Values can be accessed by indexing:

>>> weights.values
(12, 19, 11)
>>> weights[0]
12
>>> weights[-1]
11
>>> weights.max
19
>>> weights.min
11
Measures of Centrality

Variables have the basic measures of centrality - mean, median and range.

>>> heights = inferi.Variable(178, 156, 181, 175, 178)
>>> heights.mean
173.6
>>> heights.median
178
>>> heights.mode(
178

See the full documentation for details on Variable.mean, Variable.median, and Variable.mode. Note that if the variable has more than one mode, None will be returned.

Measures of Dispersion

Variables can also calculate various measures of dispersion, the simplest being the range:

>>> heights = inferi.Variable(178, 156, 181, 175, 178)
>>> heights.range
25

You can also calculate the variance and the standard deviation - measures of how far individual measurements tend to be from the mean:

>>> heights.variance()
101.3
>>> heights.st_dev()
10.064790112068906

By default the Variables will be treated as samples rather than populations, which has consequences on the value of both the variance and the standard deviation.
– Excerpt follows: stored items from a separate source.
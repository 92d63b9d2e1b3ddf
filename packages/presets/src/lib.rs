//! Protocol presets of the Deneb fork.
//!
//! A [`Preset`] is the set of size bounds that parameterize every preset-dependent vector and list
//! of the beacon object graph. Presets are plain values: every encode, decode and hash call takes
//! the preset it should use as an argument.

use std::{fmt::Display, str::FromStr};

use serde::{Deserialize, Serialize};

#[derive(thiserror::Error, Debug, Clone, PartialEq, Eq)]
pub enum Error {
    #[error("unknown preset '{0}', expected one of: mainnet, minimal")]
    UnknownPreset(String),
    #[error("invalid {name} preset: {reason}")]
    InvalidPreset { name: PresetName, reason: String },
}

pub type Result<T> = std::result::Result<T, Error>;

#[derive(Debug, Clone, Copy, PartialEq, Eq, Hash, PartialOrd, Ord, Serialize, Deserialize)]
#[serde(rename_all = "lowercase")]
pub enum PresetName {
    Mainnet,
    Minimal,
}

impl PresetName {
    pub const ALL: [PresetName; 2] = [PresetName::Mainnet, PresetName::Minimal];

    pub const fn as_str(&self) -> &'static str {
        match self {
            Self::Mainnet => "mainnet",
            Self::Minimal => "minimal",
        }
    }

    /// Capitalized name used in benchmark result names, e.g. `Mainnet`.
    pub const fn title(&self) -> &'static str {
        match self {
            Self::Mainnet => "Mainnet",
            Self::Minimal => "Minimal",
        }
    }

    /// File name of the YAML rendition of this preset, e.g. `minimal-preset.yaml`.
    pub fn file_name(&self) -> String {
        format!("{}-preset.yaml", self.as_str())
    }
}

impl Display for PresetName {
    fn fmt(&self, f: &mut std::fmt::Formatter<'_>) -> std::fmt::Result {
        f.write_str(self.as_str())
    }
}

impl FromStr for PresetName {
    type Err = Error;

    fn from_str(s: &str) -> Result<Self> {
        match s {
            "mainnet" => Ok(Self::Mainnet),
            "minimal" => Ok(Self::Minimal),
            other => Err(Error::UnknownPreset(other.to_string())),
        }
    }
}

#[derive(Debug, Clone, Copy, PartialEq, Eq, Hash)]
pub struct Preset {
    pub name: PresetName,
    pub slots_per_historical_root: usize,
    pub epochs_per_historical_vector: usize,
    pub epochs_per_slashings_vector: usize,
    pub sync_committee_size: usize,
    pub max_withdrawals_per_payload: usize,
    pub max_blob_commitments_per_block: usize,
    pub slots_per_epoch: usize,
    pub epochs_per_eth1_voting_period: usize,
}

impl Preset {
    pub const MAINNET: Preset = Preset {
        name: PresetName::Mainnet,
        slots_per_historical_root: 8192,
        epochs_per_historical_vector: 65536,
        epochs_per_slashings_vector: 8192,
        sync_committee_size: 512,
        max_withdrawals_per_payload: 16,
        max_blob_commitments_per_block: 4096,
        slots_per_epoch: 32,
        epochs_per_eth1_voting_period: 64,
    };

    pub const MINIMAL: Preset = Preset {
        name: PresetName::Minimal,
        slots_per_historical_root: 64,
        epochs_per_historical_vector: 64,
        epochs_per_slashings_vector: 64,
        sync_committee_size: 32,
        max_withdrawals_per_payload: 4,
        max_blob_commitments_per_block: 32,
        slots_per_epoch: 8,
        epochs_per_eth1_voting_period: 4,
    };

    pub const fn of(name: PresetName) -> Self {
        match name {
            PresetName::Mainnet => Self::MAINNET,
            PresetName::Minimal => Self::MINIMAL,
        }
    }

    /// Upper bound of the state's eth1 data votes list.
    pub const fn eth1_data_votes_limit(&self) -> usize {
        self.slots_per_epoch * self.epochs_per_eth1_voting_period
    }

    /// Parses a YAML preset mapping, e.g. the contents of `minimal-preset.yaml`.
    ///
    /// Keys the object graph does not depend on are ignored.
    pub fn from_yaml(name: PresetName, yaml: &str) -> Result<Self> {
        let values: YamlPreset =
            serde_yaml::from_str(yaml).map_err(|e| Error::InvalidPreset {
                name,
                reason: e.to_string(),
            })?;

        let preset = values.into_preset(name);
        preset.validate()?;

        Ok(preset)
    }

    pub fn to_yaml(&self) -> String {
        let values = YamlPreset::from(*self);
        // a flat struct of integers always serializes
        serde_yaml::to_string(&values).unwrap_or_default()
    }

    fn validate(&self) -> Result<()> {
        let bounds = [
            ("SLOTS_PER_HISTORICAL_ROOT", self.slots_per_historical_root),
            ("EPOCHS_PER_HISTORICAL_VECTOR", self.epochs_per_historical_vector),
            ("EPOCHS_PER_SLASHINGS_VECTOR", self.epochs_per_slashings_vector),
            ("SYNC_COMMITTEE_SIZE", self.sync_committee_size),
            ("MAX_WITHDRAWALS_PER_PAYLOAD", self.max_withdrawals_per_payload),
            ("MAX_BLOB_COMMITMENTS_PER_BLOCK", self.max_blob_commitments_per_block),
            ("SLOTS_PER_EPOCH", self.slots_per_epoch),
            ("EPOCHS_PER_ETH1_VOTING_PERIOD", self.epochs_per_eth1_voting_period),
        ];

        if let Some((key, _)) = bounds.iter().find(|(_, value)| *value == 0) {
            return Err(Error::InvalidPreset {
                name: self.name,
                reason: format!("{key} must be positive"),
            });
        }

        Ok(())
    }
}

/// Looks up one of the compiled-in presets by name.
pub fn preset_for(name: &str) -> Result<Preset> {
    let name = PresetName::from_str(name)?;
    Ok(Preset::of(name))
}

#[derive(Debug, Serialize, Deserialize)]
#[serde(rename_all = "SCREAMING_SNAKE_CASE")]
struct YamlPreset {
    slots_per_historical_root: usize,
    epochs_per_historical_vector: usize,
    epochs_per_slashings_vector: usize,
    sync_committee_size: usize,
    max_withdrawals_per_payload: usize,
    max_blob_commitments_per_block: usize,
    slots_per_epoch: usize,
    epochs_per_eth1_voting_period: usize,
}

impl YamlPreset {
    fn into_preset(self, name: PresetName) -> Preset {
        Preset {
            name,
            slots_per_historical_root: self.slots_per_historical_root,
            epochs_per_historical_vector: self.epochs_per_historical_vector,
            epochs_per_slashings_vector: self.epochs_per_slashings_vector,
            sync_committee_size: self.sync_committee_size,
            max_withdrawals_per_payload: self.max_withdrawals_per_payload,
            max_blob_commitments_per_block: self.max_blob_commitments_per_block,
            slots_per_epoch: self.slots_per_epoch,
            epochs_per_eth1_voting_period: self.epochs_per_eth1_voting_period,
        }
    }
}

impl From<Preset> for YamlPreset {
    fn from(preset: Preset) -> Self {
        Self {
            slots_per_historical_root: preset.slots_per_historical_root,
            epochs_per_historical_vector: preset.epochs_per_historical_vector,
            epochs_per_slashings_vector: preset.epochs_per_slashings_vector,
            sync_committee_size: preset.sync_committee_size,
            max_withdrawals_per_payload: preset.max_withdrawals_per_payload,
            max_blob_commitments_per_block: preset.max_blob_commitments_per_block,
            slots_per_epoch: preset.slots_per_epoch,
            epochs_per_eth1_voting_period: preset.epochs_per_eth1_voting_period,
        }
    }
}

#[cfg(test)]
mod tests {
    use pretty_assertions::assert_eq;
    use test_case::test_case;

    use super::*;

    const MAINNET_YAML: &str = include_str!("../../../res/presets/mainnet-preset.yaml");
    const MINIMAL_YAML: &str = include_str!("../../../res/presets/minimal-preset.yaml");

    #[test_case("mainnet", Preset::MAINNET; "mainnet")]
    #[test_case("minimal", Preset::MINIMAL; "minimal")]
    fn looks_up_presets_by_name(name: &str, expected: Preset) {
        // when
        let preset = preset_for(name).unwrap();

        // then
        assert_eq!(preset, expected);
    }

    #[test_case("Mainnet"; "wrong case")]
    #[test_case("gnosis"; "unsupported network")]
    #[test_case(""; "empty")]
    fn rejects_unknown_preset_names(name: &str) {
        // when
        let err = preset_for(name).unwrap_err();

        // then
        assert_eq!(err, Error::UnknownPreset(name.to_string()));
    }

    #[test]
    fn minimal_bounds_never_exceed_mainnet_bounds() {
        let (mainnet, minimal) = (Preset::MAINNET, Preset::MINIMAL);

        assert!(minimal.slots_per_historical_root <= mainnet.slots_per_historical_root);
        assert!(minimal.epochs_per_historical_vector <= mainnet.epochs_per_historical_vector);
        assert!(minimal.epochs_per_slashings_vector <= mainnet.epochs_per_slashings_vector);
        assert!(minimal.sync_committee_size <= mainnet.sync_committee_size);
        assert!(minimal.max_withdrawals_per_payload <= mainnet.max_withdrawals_per_payload);
        assert!(minimal.max_blob_commitments_per_block <= mainnet.max_blob_commitments_per_block);
        assert!(minimal.slots_per_epoch <= mainnet.slots_per_epoch);
        assert!(minimal.epochs_per_eth1_voting_period <= mainnet.epochs_per_eth1_voting_period);
    }

    #[test]
    fn computes_eth1_data_votes_limit() {
        assert_eq!(Preset::MAINNET.eth1_data_votes_limit(), 2048);
        assert_eq!(Preset::MINIMAL.eth1_data_votes_limit(), 32);
    }

    #[test_case(PresetName::Mainnet, MAINNET_YAML; "mainnet")]
    #[test_case(PresetName::Minimal, MINIMAL_YAML; "minimal")]
    fn shipped_yaml_files_match_compiled_constants(name: PresetName, yaml: &str) {
        // when
        let preset = Preset::from_yaml(name, yaml).unwrap();

        // then
        assert_eq!(preset, Preset::of(name));
    }

    #[test]
    fn yaml_rendering_can_be_parsed_back() {
        // given
        let yaml = Preset::MINIMAL.to_yaml();

        // when
        let preset = Preset::from_yaml(PresetName::Minimal, &yaml).unwrap();

        // then
        assert_eq!(preset, Preset::MINIMAL);
        assert!(yaml.contains("SYNC_COMMITTEE_SIZE: 32"));
    }

    #[test]
    fn ignores_keys_the_object_graph_does_not_use() {
        // given
        let yaml = format!("{MINIMAL_YAML}\nMAX_COMMITTEES_PER_SLOT: 4\n");

        // when
        let preset = Preset::from_yaml(PresetName::Minimal, &yaml).unwrap();

        // then
        assert_eq!(preset, Preset::MINIMAL);
    }

    #[test]
    fn rejects_zero_bounds() {
        // given
        let yaml = MINIMAL_YAML.replace("SLOTS_PER_EPOCH: 8", "SLOTS_PER_EPOCH: 0");

        // when
        let err = Preset::from_yaml(PresetName::Minimal, &yaml).unwrap_err();

        // then
        assert_eq!(err.to_string(), "invalid minimal preset: SLOTS_PER_EPOCH must be positive");
    }

    #[test]
    fn rejects_missing_bounds() {
        // given
        let yaml = "SLOTS_PER_EPOCH: 8\n";

        // when
        let err = Preset::from_yaml(PresetName::Minimal, yaml).unwrap_err();

        // then
        assert!(matches!(err, Error::InvalidPreset { name: PresetName::Minimal, .. }));
    }
}
pub mod clock;
//! On-disk fixtures: `{kind}-{preset}.ssz` plus `{kind}-{preset}-meta.json`, and the
//! `{preset}-preset.yaml` files the fixtures were generated against.

mod error;
mod fixture;

use std::{
    io::Write,
    path::{Path, PathBuf},
};

pub use error::{Error, Result};
pub use fixture::{Digest, Fixture, FixtureId, InvalidDigest, ObjectKind, UnknownObjectKind};
use fixture::Metadata;
use presets::{Preset, PresetName};
use tempfile::NamedTempFile;

#[derive(Debug, Clone)]
pub struct FixtureStore {
    dir: PathBuf,
}

impl FixtureStore {
    /// A store over an existing directory.
    pub fn new(dir: impl Into<PathBuf>) -> Self {
        Self { dir: dir.into() }
    }

    /// A store over `dir`, creating the directory if needed.
    pub fn create(dir: impl Into<PathBuf>) -> Result<Self> {
        let dir = dir.into();
        std::fs::create_dir_all(&dir).map_err(|e| Error::io(&dir, e))?;
        Ok(Self { dir })
    }

    pub fn dir(&self) -> &Path {
        &self.dir
    }

    pub fn data_path(&self, id: FixtureId) -> PathBuf {
        self.dir.join(id.data_file_name())
    }

    pub fn meta_path(&self, id: FixtureId) -> PathBuf {
        self.dir.join(id.meta_file_name())
    }

    pub fn preset_path(&self, name: PresetName) -> PathBuf {
        self.dir.join(name.file_name())
    }

    /// Writes a fixture and its metadata.
    ///
    /// Both files are staged next to their destination and renamed into place, data first and
    /// metadata last. A metadata file that can be read therefore always describes a complete
    /// data file.
    pub fn store(&self, id: FixtureId, bytes: &[u8], digest: Digest) -> Result<()> {
        let data_path = self.data_path(id);
        let meta_path = self.meta_path(id);

        let metadata = Metadata {
            htr: digest.to_string(),
        };
        let meta_bytes = serde_json::to_vec_pretty(&metadata)
            .map_err(|e| Error::corrupt(&meta_path, e))?;

        let data = self.stage(&data_path, bytes)?;
        let meta = self.stage(&meta_path, &meta_bytes)?;

        match std::fs::remove_file(&meta_path) {
            Ok(()) => {}
            Err(e) if e.kind() == std::io::ErrorKind::NotFound => {}
            Err(e) => return Err(Error::io(&meta_path, e)),
        }

        data.persist(&data_path)
            .map_err(|e| Error::io(&data_path, e.error))?;
        meta.persist(&meta_path)
            .map_err(|e| Error::io(&meta_path, e.error))?;

        tracing::debug!(
            "stored {id}: {} bytes, digest {digest}",
            bytes.len()
        );

        Ok(())
    }

    pub fn load(&self, id: FixtureId) -> Result<Fixture> {
        let meta_path = self.meta_path(id);
        let data_path = self.data_path(id);

        let meta_bytes = std::fs::read(&meta_path).map_err(|e| Error::io(&meta_path, e))?;
        let metadata: Metadata =
            serde_json::from_slice(&meta_bytes).map_err(|e| Error::corrupt(&meta_path, e))?;
        let digest = metadata
            .htr
            .parse::<Digest>()
            .map_err(|e| Error::corrupt(&meta_path, e))?;

        let bytes = std::fs::read(&data_path).map_err(|e| Error::io(&data_path, e))?;

        Ok(Fixture { id, bytes, digest })
    }

    /// Writes the YAML rendition of `preset` and returns its path.
    pub fn store_preset(&self, preset: &Preset) -> Result<PathBuf> {
        let path = self.preset_path(preset.name);
        let staged = self.stage(&path, preset.to_yaml().as_bytes())?;
        staged.persist(&path).map_err(|e| Error::io(&path, e.error))?;
        Ok(path)
    }

    pub fn load_preset(&self, name: PresetName) -> Result<Preset> {
        let path = self.preset_path(name);
        let yaml = std::fs::read_to_string(&path).map_err(|e| Error::io(&path, e))?;
        Preset::from_yaml(name, &yaml).map_err(|e| Error::corrupt(&path, e))
    }

    fn stage(&self, destination: &Path, contents: &[u8]) -> Result<NamedTempFile> {
        let mut staged = NamedTempFile::new_in(&self.dir).map_err(|e| Error::io(destination, e))?;
        staged
            .write_all(contents)
            .and_then(|()| staged.flush())
            .map_err(|e| Error::io(destination, e))?;
        Ok(staged)
    }
}

#[cfg(test)]
mod tests {
    use pretty_assertions::assert_eq;

    use super::*;

    const BLOCK: FixtureId = FixtureId::new(ObjectKind::Block, PresetName::Minimal);

    fn store() -> (tempfile::TempDir, FixtureStore) {
        let dir = tempfile::tempdir().unwrap();
        let store = FixtureStore::new(dir.path());
        (dir, store)
    }

    #[test]
    fn metadata_is_pretty_json_with_the_hex_digest() {
        // given
        let (_dir, store) = store();

        // when
        store.store(BLOCK, &[1, 2, 3], Digest::new([0x0f; 32])).unwrap();

        // then
        let meta = std::fs::read_to_string(store.meta_path(BLOCK)).unwrap();
        assert_eq!(meta, format!("{{\n  \"htr\": \"{}\"\n}}", "0f".repeat(32)));
    }

    #[test]
    fn leaves_no_staging_files_behind() {
        // given
        let (dir, store) = store();

        // when
        store.store(BLOCK, &[1], Digest::new([0; 32])).unwrap();

        // then
        let mut names: Vec<_> = std::fs::read_dir(dir.path())
            .unwrap()
            .map(|entry| entry.unwrap().file_name().into_string().unwrap())
            .collect();
        names.sort();
        assert_eq!(names, vec!["block-minimal-meta.json", "block-minimal.ssz"]);
    }

    #[test]
    fn creates_missing_directories() {
        // given
        let dir = tempfile::tempdir().unwrap();
        let nested = dir.path().join("a").join("b");

        // when
        let store = FixtureStore::create(&nested).unwrap();

        // then
        assert!(nested.is_dir());
        assert_eq!(store.dir(), nested);
    }
}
To get the population values for each, simply set this when you call the method:

>>> heights.variance(population=True)
81.04
>>> heights.st_dev(population=True)
9.00222194794152

Again, see the full documentation of Variable.range, Variable.variance, and Variable.st_dev for more details.

Comparing Variables

It is often useful to compare how two variables are related - whether there is a correlation between them or if they are independent.

A simple way of doing this is to find the covariance between them, using the Variable.covariance_with method:

>>> variable1 = inferi.Variable(2.1, 2.5, 4.0, 3.6)
>>> variable2 = inferi.Variable(8, 12, 14, 10)
>>> variable1.covariance_with(variable2)
0.8033333333333333

The sign of this value tells you the relationship - if it is positive they are positively correlated, negative and they are negatively correlated, and the closer to zero it is, the more independent the variable are.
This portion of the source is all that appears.